DIGITAL ALTERCATIONS

I’m the Child of a Facetune Mom

A new generation of moms are editing pictures of their kids in hurtful ways. Here, three young women reveal what it’s like to be under their mothers’ thumbs—literally.
photo of young woman before and after facetune editing
Courtesy of Sabrina Coleman

When Sabrina Coleman was in high school, she went through her mother’s phone in search of photos of herself. When she found them, something seemed…off.

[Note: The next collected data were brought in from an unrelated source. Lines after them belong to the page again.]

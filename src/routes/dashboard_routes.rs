use axum::{
    extract::{rejection::JsonRejection, Path, State},
    routing::{get, post},
    Json, Router,
};

use crate::dto::dashboard_dto::{DashboardSnapshot, StatusCommandRequest, StatusCommandResponse};
use crate::models::AIResponse;
use crate::services::StatusUpdateOutcome;
use crate::state::AppState;
use crate::utils::errors::AppError;

pub fn create_dashboard_router() -> Router<AppState> {
    Router::new()
        .route("/state", get(get_state))
        .route("/vehicles/:reference/status", post(update_vehicle_status))
        .route("/advisory", get(latest_advisory).post(refresh_advisory))
}

async fn get_state(State(state): State<AppState>) -> Json<DashboardSnapshot> {
    Json(state.dashboard.snapshot().await)
}

// Con cuerpo válido siempre responde 200; `outcome` indica el camino tomado
async fn update_vehicle_status(
    State(state): State<AppState>,
    Path(reference): Path<String>,
    payload: Result<Json<StatusCommandRequest>, JsonRejection>,
) -> Result<Json<StatusCommandResponse>, AppError> {
    let Json(request) = payload?;
    let outcome = state.dashboard.update_status(&reference, request.status).await;
    Ok(Json(StatusCommandResponse::from(outcome)))
}

async fn latest_advisory(State(state): State<AppState>) -> Json<Option<AIResponse>> {
    Json(state.dashboard.latest_advisory().await)
}

async fn refresh_advisory(State(state): State<AppState>) -> Json<AIResponse> {
    Json(state.dashboard.refresh_advisory().await)
}

impl From<StatusUpdateOutcome> for StatusCommandResponse {
    fn from(outcome: StatusUpdateOutcome) -> Self {
        let label = outcome.label().to_string();
        match outcome {
            StatusUpdateOutcome::Persisted { vehicle, log }
            | StatusUpdateOutcome::AppliedLocally { vehicle, log } => Self {
                outcome: label,
                log,
                vehicle: Some(vehicle),
            },
            StatusUpdateOutcome::UnknownVehicle { log } => Self {
                outcome: label,
                log,
                vehicle: None,
            },
        }
    }
}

“I was like, ‘Oh, my skin's a little pale and very smooth,” Coleman recalls. All the photos, she realized, had been edited to lighten her skin tone and erase her acne. She and her mother use completely different social media platforms, so until this moment Coleman wasn’t aware that her mom was editing photos of her before she posted them. She brushed it off, but a few years later—when Coleman was 20 and experiencing weight fluctuations through college—it happened again. She discovered a photo her mother posted online in which her face and arms were digitally slimmed. “That was the first time [to my knowledge] she more drastically edited my body,” she recalls.

Coleman, now 22, recently went viral on TikTok for sharing the experience of having what she calls a “Facetune mom.” Every time the pair have their photo taken together, often during holidays or big life milestones, her mom makes the same changes to both of them: She lightens their skin, slims their faces, and trims their arms. Coleman’s video, which shows some of these photos before and after her mother’s digital editing, received over one million views and thousands of comments from people who were saddened by Coleman's story. Even more surprising, however, is how many people could relate.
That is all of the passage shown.